FORT MYERS, Fla. — Carl Crawford leads off first base, watches the pitcher’s motion, then takes off at just the right moment for an easy steal of second.
And, then, maybe third.
He’s one of the best at swiping bases, especially against Boston. And now, to the great relief of manager Terry Francona, he can do it for the Red Sox.
“He looks awful good in our uniform,” Francona said Friday. “When he walked in today, I said, ‘It’s amazing how you can hate somebody so much in a different uni and then fall in love with him when they’re in your uni.’”
Crawford stole at least 46 bases in seven of his last eight seasons with Tampa Bay. He had 47 last year then agreed to a $142 million, seven-year contract with Boston as a free agent.
His 62 stolen bases against the Red Sox are the most he’s had against any team. They’ve thrown him out just four times. Against Jason Varitek, now Boston’s backup catcher, he’s 35 for 36. That includes his 6-for-6 performance against Varitek on May 3, 2009, tying the major league high for steals in a game since 1900.
Crawford laughed heartily when it was suggested that his stolen base totals might suffer now that he can’t take advantage of the Red Sox.
“I try to get as many as I can every year,” the four-time AL stolen base champion said. “That’s my goal, to try to come out and put pressure on the other team and steal as many bags and try to get into scoring position.”
That pressure also will come from his new teammate, center fielder Jacoby Ellsbury, who has two of the four highest stolen base totals in Red Sox history — 50 in 2008 and a team-record 70 in 2009 before swiping just seven last year when broken ribs limited him to 18 games.
“He’s the guy that I think of as kind of like myself,” Crawford said. “We can run together. I want him to do as good as he can because I think the better he does, it’s going to help everybody out.”

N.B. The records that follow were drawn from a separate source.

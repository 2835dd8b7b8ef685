//! Kithost - run project commands from versioned toolkit modules.
//!
//! Kithost installs the kit selected for a project on first use, keeps it up
//! to date, and dispatches commands to it.

use std::collections::BTreeMap;
use std::io::{self, BufRead, IsTerminal, Write};
use std::sync::Arc;

use anyhow::Result;
use async_trait::async_trait;
use clap::{CommandFactory, Parser, Subcommand};
use clap_complete::{generate, Shell};
use tracing_subscriber::{fmt, prelude::*, EnvFilter};

use kithost::module::{ListItem, ModuleKind, RecoveryPolicy};
use kithost::{ErrorRecord, Host, HostResult, Settings};

/// Run project commands from versioned toolkit modules
#[derive(Parser)]
#[command(name = "kithost")]
#[command(author, version, about, long_about = None)]
#[command(propagate_version = true)]
struct Cli {
    /// Subcommand to run
    #[command(subcommand)]
    command: Commands,

    /// Enable verbose logging
    #[arg(short, long, global = true)]
    verbose: bool,
}

#[derive(Subcommand)]
enum Commands {
    /// Run a command of the active kit
    Run {
        /// Kit to use instead of the configured one
        #[arg(short, long)]
        kit: Option<String>,

        /// Options passed to the command (key=value)
        #[arg(short, long = "set", value_name = "KEY=VALUE", value_parser = parse_key_val)]
        set: Vec<(String, String)>,

        /// Command name
        command: String,

        /// Arguments passed to the command
        #[arg(trailing_var_arg = true, allow_hyphen_values = true)]
        args: Vec<String>,
    },

    /// Manage kits
    Kit {
        #[command(subcommand)]
        operation: KitOperation,
    },

    /// Manage installed modules
    Module {
        #[command(subcommand)]
        operation: ModuleOperation,
    },

    /// Check for updates
    Check {
        /// Ignore cached results
        #[arg(short, long)]
        force: bool,

        /// Install the core packages at their latest versions
        #[arg(long)]
        install: bool,
    },

    /// Manage the cache
    Cache {
        #[command(subcommand)]
        operation: CacheOperation,
    },

    /// Show or edit configuration
    Config {
        #[command(subcommand)]
        operation: ConfigOperation,
    },

    /// Generate shell completions
    Completions {
        /// Shell to generate completions for
        shell: Shell,
    },
}

#[derive(Subcommand)]
enum KitOperation {
    /// Install a kit and make it the active one
    Use {
        /// Kit name (react, kit-react or @kithost/kit-react)
        name: String,
    },

    /// List kits
    List {
        /// Include kits published to the registry
        #[arg(long)]
        online: bool,
    },

    /// List the commands of a kit
    Commands {
        /// Kit to inspect instead of the configured one
        #[arg(short, long)]
        kit: Option<String>,
    },
}

#[derive(Subcommand)]
enum ModuleOperation {
    /// List modules
    List {
        /// Include modules published to the registry
        #[arg(long)]
        online: bool,

        /// Search the registry by keyword
        #[arg(short, long)]
        keyword: Option<String>,
    },

    /// Install or update a module
    Install {
        /// Module name
        name: String,
    },

    /// Remove an installed module
    Remove {
        /// Module name
        name: String,
    },
}

#[derive(Subcommand)]
enum CacheOperation {
    /// Drop cached update checks and listings
    Clean {
        /// Also remove installed modules and core packages
        #[arg(long)]
        all: bool,
    },
}

#[derive(Subcommand)]
enum ConfigOperation {
    /// Print a configured value
    Get {
        /// Key to look up
        key: String,
    },

    /// Store a value in the home config
    Set {
        /// Key to set
        key: String,
        /// Value to store
        value: String,
    },

    /// Print every configured value
    List,

    /// Print the home config file path
    Path,
}

/// Asks before offering alternatives for a module that does not exist.
struct InteractivePolicy;

#[async_trait]
impl RecoveryPolicy for InteractivePolicy {
    async fn on_not_found(&self, record: &ErrorRecord) -> bool {
        if !io::stdin().is_terminal() {
            return false;
        }

        let name = record.module_name.as_deref().unwrap_or("module");
        let question = format!("'{name}' does not exist in the registry. Show available kits?");
        confirm(question, io::BufReader::new(io::stdin())).await
    }
}

/// Ask a yes/no question on stderr, reading the answer off the runtime
/// threads. Anything but `y` is a no.
async fn confirm<R>(question: String, mut input: R) -> bool
where
    R: BufRead + Send + 'static,
{
    let answer = tokio::task::spawn_blocking(move || {
        eprint!("{question} [y/N] ");
        io::stderr().flush().ok()?;

        let mut line = String::new();
        input.read_line(&mut line).ok()?;
        Some(line.trim().eq_ignore_ascii_case("y"))
    })
    .await;

    matches!(answer, Ok(Some(true)))
}

fn main() -> Result<()> {
    let cli = Cli::parse();

    // Setup logging
    let filter = if cli.verbose { EnvFilter::new("debug") } else { EnvFilter::new("warn") };

    tracing_subscriber::registry().with(fmt::layer().with_target(false)).with(filter).init();

    if let Commands::Completions { shell } = cli.command {
        cmd_completions(shell);
        return Ok(());
    }

    let rt = tokio::runtime::Runtime::new()?;
    let code = rt.block_on(async {
        let host = match build_host().await {
            Ok(host) => host,
            Err(e) => {
                eprintln!("{}", e.report());
                return 1;
            }
        };

        match dispatch(&host, cli.command).await {
            Ok(()) => 0,
            Err(e) => {
                eprintln!("{}", e.report());
                for record in host.error_report() {
                    tracing::debug!(%record, "recorded failure");
                }
                if e.offers_install() {
                    print_available_kits(&host).await;
                }
                1
            }
        }
    });

    std::process::exit(code);
}

async fn build_host() -> HostResult<Host> {
    let settings = Settings::load()?;
    let mut builder = Host::builder(settings).policy(Arc::new(InteractivePolicy));
    if let Ok(cwd) = std::env::current_dir() {
        builder = builder.project_root(cwd);
    }
    builder.build().await
}

async fn dispatch(host: &Host, command: Commands) -> HostResult<()> {
    match command {
        Commands::Run { kit, set, command, args } => {
            let options: BTreeMap<String, String> = set.into_iter().collect();
            host.run(&command, args, options, kit.as_deref()).await?;
            print_update_tip(host).await;
            Ok(())
        }
        Commands::Kit { operation } => cmd_kit(host, operation).await,
        Commands::Module { operation } => cmd_module(host, operation).await,
        Commands::Check { force, install } => cmd_check(host, force, install).await,
        Commands::Cache { operation: CacheOperation::Clean { all } } => {
            host.clean(all)?;
            println!("Cache cleaned");
            Ok(())
        }
        Commands::Config { operation } => cmd_config(host, operation),
        Commands::Completions { shell } => {
            cmd_completions(shell);
            Ok(())
        }
    }
}

/// Handle kit commands.
async fn cmd_kit(host: &Host, operation: KitOperation) -> HostResult<()> {
    match operation {
        KitOperation::Use { name } => {
            let desc = host.use_kit(&name).await?;
            println!("Using {} v{}", desc.full_name, desc.version().unwrap_or("?"));
        }
        KitOperation::List { online } => {
            let kits: Vec<ListItem> = if online {
                host.resolver().get_kit_list().await?
            } else {
                host.resolver()
                    .get_local_module_list()
                    .into_iter()
                    .filter(|item| item.kind == ModuleKind::Kit)
                    .collect()
            };

            let active = host
                .config()
                .get_kit_name(host.project_root())
                .map(|name| host.resolver().naming().get_kit_name(&name));

            if kits.is_empty() {
                println!("No kits installed.");
                println!("\nInstall one with:");
                println!("  kithost kit use <name>");
            } else {
                for kit in &kits {
                    let is_active = active.as_deref() == Some(kit.name.as_str());
                    let marker = if is_active { "*" } else { " " };
                    print_item(marker, kit);
                }
            }
        }
        KitOperation::Commands { kit } => {
            let commands = host.kit_commands(kit.as_deref()).await?;
            let width = commands.iter().map(|(name, _)| name.len()).max().unwrap_or(0);
            for (name, description) in commands {
                println!("  {name:width$}  {description}");
            }
        }
    }
    Ok(())
}

/// Handle module commands.
async fn cmd_module(host: &Host, operation: ModuleOperation) -> HostResult<()> {
    match operation {
        ModuleOperation::List { online, keyword } => {
            if let Some(keyword) = keyword {
                for item in host.resolver().get_online_module_list(Some(&keyword)).await? {
                    print_item(" ", &item);
                }
            } else if online {
                let all = host.resolver().get_all_modules().await?;
                println!("Kits:");
                all.kit.iter().for_each(|item| print_item(" ", item));
                println!("\nModules:");
                all.module.iter().for_each(|item| print_item(" ", item));
            } else {
                let local = host.resolver().get_local_module_list();
                if local.is_empty() {
                    println!("No modules installed.");
                }
                local.iter().for_each(|item| print_item(" ", item));
            }
        }
        ModuleOperation::Install { name } => {
            let desc = host.install_module(&name).await?;
            println!("Installed {} v{}", desc.full_name, desc.version().unwrap_or("?"));
        }
        ModuleOperation::Remove { name } => {
            host.remove_module(&name).await?;
            println!("Removed {}", host.resolver().naming().get_full_name(&name));
        }
    }
    Ok(())
}

/// Handle update checks.
async fn cmd_check(host: &Host, force: bool, install: bool) -> HostResult<()> {
    for (name, result) in host.check_all(force).await {
        let local = result.old_pkg_info.as_ref().map_or("not installed", |p| p.version.as_str());
        match (&result.pkg_info, result.status) {
            (Some(remote), false) => println!("  {name}: {local} -> {}", remote.version),
            (_, true) if result.check_type.is_none() => {
                println!("  {name}: {local} (registry unavailable)");
            }
            _ => println!("  {name}: {local} (up to date)"),
        }
    }

    if install {
        for info in host.install_core().await? {
            println!("Installed {} v{}", info.name, info.version);
        }
    }
    Ok(())
}

/// Handle config commands.
fn cmd_config(host: &Host, operation: ConfigOperation) -> HostResult<()> {
    match operation {
        ConfigOperation::Get { key } => match host.config().get(&key, host.project_root()) {
            Some(toml::Value::String(s)) => println!("{s}"),
            Some(value) => println!("{value}"),
            None => return Err(anyhow::anyhow!("'{key}' is not set").into()),
        },
        ConfigOperation::Set { key, value } => {
            host.config().set(&key, toml::Value::String(value))?;
        }
        ConfigOperation::List => {
            let table = host.config().get_all(host.project_root());
            let toml = toml::to_string_pretty(&table).map_err(anyhow::Error::from)?;
            print!("{toml}");
        }
        ConfigOperation::Path => println!("{}", host.config().path().display()),
    }
    Ok(())
}

/// Generate shell completions.
fn cmd_completions(shell: Shell) {
    let mut cmd = Cli::command();
    generate(shell, &mut cmd, "kithost", &mut io::stdout());
}

fn print_item(marker: &str, item: &ListItem) {
    let version = item.version.as_deref().map(|v| format!(" v{v}")).unwrap_or_default();
    println!("{marker} {}{version}", item.name);
    if !item.description.is_empty() {
        println!("      {}", item.description);
    }
}

async fn print_available_kits(host: &Host) {
    match host.resolver().get_kit_list().await {
        Ok(kits) if !kits.is_empty() => {
            eprintln!("\nAvailable kits:");
            for kit in &kits {
                eprintln!("  {}", host.resolver().naming().get_short_name(&kit.name));
            }
        }
        Ok(_) => eprintln!("No kits are published yet."),
        Err(e) => eprintln!("{}", e.to_record()),
    }
}

async fn print_update_tip(host: &Host) {
    let result = host.check_updates(false).await;
    if let (Some(local), Some(remote)) = (&result.old_pkg_info, &result.pkg_info) {
        if result.has_update() {
            eprintln!(
                "\nA new version of kithost is available: {} -> {}",
                local.version, remote.version
            );
        }
    }
}

fn parse_key_val(s: &str) -> Result<(String, String), String> {
    let (key, value) = s.split_once('=').ok_or_else(|| format!("expected KEY=VALUE, got '{s}'"))?;
    if key.is_empty() {
        return Err(format!("empty key in '{s}'"));
    }
    Ok((key.to_string(), value.to_string()))
}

With either of them on first, pitchers have a tough choice: fire a fastball over the plate to keep them from getting a good jump — but perhaps surrendering a homer — or letting them steal and focus on retiring the batter with a good pitch.
That was Francona’s dilemma when he looked out of the Boston dugout and saw Crawford at first.
“We came to the conclusion that if he got on base four times he was going to get stolen bases,” Francona said. “You can spend so much time trying not to give up a stolen base that you end up giving up three runs.”
Francona hasn’t said where Crawford and Ellsbury will bat in the lineup.
“Either back to back or separated,” Ellsbury said, “definitely makes it tough on opposing pitchers.”
For decades, the Red Sox were known as a bunch of plodders — plenty of power but little speed.
From 1936 through 1993, a span of 58 years, they stole more than 80 bases just four times.
“It’s not something that this franchise has been known for,” general manager Theo Epstein said. “I think we’ve tried to get away from the righthanded, power-hitting, pull-hitting base clogger as a core element of the club.
“We have some good right-handed hitters, but we’re really looking for players who can help us on both sides of the ball, players who can run the bases well, are well-rounded. We’ve been trying to get more athletic for years.”
Their 120 steals in 2008 were the most since they had 129 in 1916. In 2009, with Ellsbury’s 70, they stole 126. But with Ellsbury sidelined, that dropped to 68 last year.
If he and Crawford stay healthy, they figure to swipe more than 129 this year.
But the new left fielder brings much more than just speed that intimidates pitchers.
An outstanding defensive player throughout his career, Crawford won his first Gold Glove last year in left field. He hit .307 last year, the fifth time in six seasons he surpassed .300. And he’s hit at least 11 triples in five of the past seven seasons, with a high of an AL-best 13 last year.
The short left-field wall in Fenway Park might turn potential triples into doubles, but Crawford won’t concede that.
“I’m going to take off running so fast that if the guy plays around just a little bit, I’m going to still try to go for three,” he said. “I like to get triples.”
But if he has to stop at first, he could be standing at third later in the inning.
That happened in the fifth inning of his six-stolen base game when he singled and stole second and third. He also stole second in the first and continued to third on Varitek’s throwing error. Two more stolen bases came after he beat out infield singles.
When Crawford was in Boston in December for his introductory news conference, he talked with Varitek.
“We just kind of gave each other a hug, kind of buried the hatchet a little bit,” Crawford said, “and I let him know, I’m on your side now, so you don’t have to worry about all that anymore.”
He also apologized Friday for not mentioning his years in Tampa Bay at that news conference when he struggled to speak with a sore throat.
“If I made a few people upset, I’m sorry about it,” Crawford said. “Everybody knows I loved Tampa when I was there. I had a good time there. It’s just (that) at the press conference I was overwhelmed by cameras. I’d never been in this kind of situation before and it just slipped my mind. So to the people in Tampa and the front office, I apologize and I’m sorry about that.”
Now that he’s with Boston he doesn’t expect problems adjusting to the team’s large media following and passionate fans — both missing with Tampa Bay.
“I don’t think I have a choice,” Crawford said. “So I just have to find a way to get used to it.”